Inherited thrombocytopenias (ITs) are a heterogeneous group of syndromic and nonsyndromic diseases caused by mutations affecting different genes. Alterations of ACTN1, the gene encoding for α-actinin 1, have recently been identified in a few families as being responsible for a mild form of IT (ACTN1-related thrombocytopenia; ACTN1-RT). To better characterize this disease, we screened ACTN1 in 128 probands and found 10 (8 novel) missense heterozygous variants in 11 families. Combining bioinformatics, segregation, and functional studies, we demonstrated that all but 1 amino acid substitution had deleterious effects. The clinical and laboratory findings of 31 affected individuals confirmed that ACTN1-RT is a mild macrothrombocytopenia with low risk for bleeding. Low reticulated platelet counts and only slightly increased serum thrombopoietin levels indicated that the latest phases of megakaryopoiesis were affected.
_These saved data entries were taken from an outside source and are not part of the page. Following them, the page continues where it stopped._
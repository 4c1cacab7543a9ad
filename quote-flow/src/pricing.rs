use chrono::{Datelike, NaiveDate};
use rust_decimal::{Decimal, RoundingStrategy};
use rust_decimal_macros::dec;
use serde::{Deserialize, Serialize};

/// Rating constants for the premium calculator.
#[derive(Debug, Clone, Serialize, Deserialize)]
pub struct PricingConfig {
    /// Annual premium as a fraction of the sum assured.
    pub base_rate: Decimal,
    /// Ages strictly below this attract the young loading.
    pub young_age_threshold: u32,
    pub young_load_pct: Decimal,
    /// Ages strictly above this attract the senior loading.
    pub old_age_threshold: u32,
    pub old_load_pct: Decimal,
}

impl Default for PricingConfig {
    fn default() -> Self {
        Self {
            base_rate: dec!(0.0015),
            young_age_threshold: 25,
            young_load_pct: dec!(0.25),
            old_age_threshold: 60,
            old_load_pct: dec!(0.20),
        }
    }
}

/// How an annual premium was arrived at.
#[derive(Debug, Clone, PartialEq, Eq, Serialize, Deserialize)]
pub struct PremiumBreakdown {
    pub base_annual: Decimal,
    pub age: u32,
    pub loading_pct: Decimal,
    pub loading_amount: Decimal,
}

/// Priced premium for one coverage amount.
#[derive(Debug, Clone, PartialEq, Eq, Serialize, Deserialize)]
pub struct Premium {
    pub monthly: Decimal,
    pub annual: Decimal,
    pub breakdown: PremiumBreakdown,
}

impl Premium {
    pub fn age_loading_applied(&self) -> bool {
        !self.breakdown.loading_pct.is_zero()
    }
}

/// Whole years between `dob` and `as_of` (birthday not yet reached this year
/// counts the previous age).
pub fn age_years(dob: NaiveDate, as_of: NaiveDate) -> i32 {
    let mut age = as_of.year() - dob.year();
    if (as_of.month(), as_of.day()) < (dob.month(), dob.day()) {
        age -= 1;
    }
    age
}

fn quantize(value: Decimal) -> Decimal {
    value.round_dp_with_strategy(2, RoundingStrategy::MidpointAwayFromZero)
}

/// Pure premium calculation. Deterministic, no I/O.
///
/// `base_annual = coverage * base_rate`, loaded by age band, monthly is the
/// annual divided by twelve; both quantized to two decimal places with
/// round-half-up.
pub fn price(config: &PricingConfig, coverage: Decimal, dob: NaiveDate, as_of: NaiveDate) -> Premium {
    let age = age_years(dob, as_of).max(0) as u32;
    let base_annual = quantize(coverage * config.base_rate);

    let loading_pct = if age < config.young_age_threshold {
        config.young_load_pct
    } else if age > config.old_age_threshold {
        config.old_load_pct
    } else {
        Decimal::ZERO
    };

    let annual = quantize(base_annual * (Decimal::ONE + loading_pct));
    let loading_amount = annual - base_annual;
    let monthly = quantize(annual / dec!(12));

    Premium {
        monthly,
        annual,
        breakdown: PremiumBreakdown {
            base_annual,
            age,
            loading_pct,
            loading_amount,
        },
    }
}

#[cfg(test)]
mod tests {
    use super::*;

    fn dob_for_age(age: i32, as_of: NaiveDate) -> NaiveDate {
        // Birthday exactly six months before as_of, so the age is unambiguous.
        let anchor = as_of - chrono::Days::new(182);
        NaiveDate::from_ymd_opt(anchor.year() - age, anchor.month(), 1).unwrap()
    }

    fn as_of() -> NaiveDate {
        NaiveDate::from_ymd_opt(2026, 8, 1).unwrap()
    }

    #[test]
    fn mid_band_age_has_no_loading() {
        let premium = price(
            &PricingConfig::default(),
            dec!(10_000_000),
            dob_for_age(35, as_of()),
            as_of(),
        );
        assert_eq!(premium.annual, dec!(15000.00));
        assert_eq!(premium.monthly, dec!(1250.00));
        assert!(!premium.age_loading_applied());
        assert_eq!(premium.breakdown.age, 35);
    }

    #[test]
    fn under_25_gets_25_pct_loading() {
        let premium = price(
            &PricingConfig::default(),
            dec!(10_000_000),
            dob_for_age(22, as_of()),
            as_of(),
        );
        assert_eq!(premium.annual, dec!(18750.00));
        assert_eq!(premium.monthly, dec!(1562.50));
        assert_eq!(premium.breakdown.loading_pct, dec!(0.25));
        assert_eq!(premium.breakdown.loading_amount, dec!(3750.00));
    }

    #[test]
    fn over_60_gets_20_pct_loading() {
        let premium = price(
            &PricingConfig::default(),
            dec!(10_000_000),
            dob_for_age(65, as_of()),
            as_of(),
        );
        assert_eq!(premium.annual, dec!(18000.00));
        assert_eq!(premium.monthly, dec!(1500.00));
        assert_eq!(premium.breakdown.loading_pct, dec!(0.20));
    }

    #[test]
    fn boundary_ages_are_unloaded() {
        let cfg = PricingConfig::default();
        for age in [25, 60] {
            let premium = price(&cfg, dec!(10_000_000), dob_for_age(age, as_of()), as_of());
            assert!(!premium.age_loading_applied(), "age {age} must not load");
        }
    }

    #[test]
    fn monthly_rounds_half_up() {
        // 1,234,567 * 0.0015 = 1851.85 annual; / 12 = 154.320833... -> 154.32
        let premium = price(
            &PricingConfig::default(),
            dec!(1_234_567),
            dob_for_age(40, as_of()),
            as_of(),
        );
        assert_eq!(premium.annual, dec!(1851.85));
        assert_eq!(premium.monthly, dec!(154.32));
    }

    #[test]
    fn age_counts_whole_years_only() {
        let dob = NaiveDate::from_ymd_opt(2000, 9, 15).unwrap();
        let day_before = NaiveDate::from_ymd_opt(2026, 9, 14).unwrap();
        let birthday = NaiveDate::from_ymd_opt(2026, 9, 15).unwrap();
        assert_eq!(age_years(dob, day_before), 25);
        assert_eq!(age_years(dob, birthday), 26);
    }
}
pub mod personal_accident;
pub mod travel_insurance;

use quote_flow::{FlowRegistry, Result};

/// All flows this service sells, validated at startup.
pub fn build_registry() -> Result<FlowRegistry> {
    let mut registry = FlowRegistry::new();
    registry.register(personal_accident::flow())?;
    registry.register(travel_insurance::flow())?;
    Ok(registry)
}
Given its relatively high frequency in our cohort (4.2%), ACTN1-RT has to be taken into consideration in the differential diagnosis of ITs.

Figure 1

Functional studies of novel ACTN1 variants. (A) Immunofluorescence analysis in PD220 fibroblast cell line transiently transfected according to standard procedures. Both wild-type (wt) or mutant ACTN1 cDNAs were cloned into the pcDNA3.1-Myc tagged expression vector. The subcellular localization of exogenous α-actinin 1 (green) was examined using c-myc antibodies (9E10; Santa Cruz Biotechnology), whereas the actin filaments were stained with AlexaFluor594 (red) conjugated phalloidin (Invitrogen). Images were obtained with a Nikon C1si confocal microscope, using ×60 Plan Apo objectives. Images were processed for z-projection (maximum intensity), brightness, and contrast regulation, using ImageJ 1.45 (National Institutes of Health). The cells shown are representative of 3 independent experiments. Scale bar = 50 µm. (B) Domain structure of α-actinin and localization of ACTN1 mutations identified in Japanese families (arrowheads) and in this article (arrows). The p.Arg46Gln mutation was also identified in a French family. α-actinin is organized in an actin-binding domain (ABD) at the N terminus, 4 spectrin repeats, and a calmodulin-like domain (CaM) at the C terminus. Antiparallel molecules dimerize in rod-like structures with the ABD at each extremity for cross-linking the actin filaments into bundles.